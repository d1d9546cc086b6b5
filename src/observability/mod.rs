//! Observability subsystem.
//!
//! # Data Flow
//! ```text
//! All subsystems produce:
//!     → logging.rs (structured log events)
//!     → metrics.rs (counters, histograms)
//!
//! Consumers:
//!     → stdout (tracing-subscriber fmt layer)
//!     → Metrics endpoint (Prometheus scrape)
//! ```
//!
//! # Design Decisions
//! - Request ID is attached to every relay log line
//! - Metrics are recorded unconditionally; without an installed recorder they are no-ops

pub mod logging;
pub mod metrics;
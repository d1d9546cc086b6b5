//! Lifecycle management subsystem.
//!
//! # Data Flow
//! ```text
//! Shutdown (shutdown.rs):
//!     Trigger fired → Stop accepting → Finish in-flight relays → Exit
//!
//! Signals (signals.rs):
//!     SIGTERM/SIGINT → Trigger graceful shutdown
//! ```

pub mod shutdown;
pub mod signals;

pub use shutdown::Shutdown;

» **EXERCISE**
Take the entries above and set them all down again exactly as they read.

» **ANSWER SECTION**
repository d1d9546cc086b6b5
filename src/observability/mod.rs
//! Observability subsystem.
//!
//! # Data Flow
//! ```text
//! All subsystems produce:
//!     → logging.rs (structured log events)
//!     → metrics.rs (counters, histograms)
//!
//! Consumers:
//!     → stdout (tracing-subscriber fmt layer)
//!     → Metrics endpoint (Prometheus scrape)
//! ```
//!
//! # Design Decisions
//! - Request ID is attached to every relay log line
//! - Metrics are recorded unconditionally; without an installed recorder they are no-ops

pub mod logging;
pub mod metrics;
repository d1d9546cc086b6b5
//! Lifecycle management subsystem.
//!
//! # Data Flow
//! ```text
//! Shutdown (shutdown.rs):
//!     Trigger fired → Stop accepting → Finish in-flight relays → Exit
//!
//! Signals (signals.rs):
//!     SIGTERM/SIGINT → Trigger graceful shutdown
//! ```

pub mod shutdown;
pub mod signals;

pub use shutdown::Shutdown;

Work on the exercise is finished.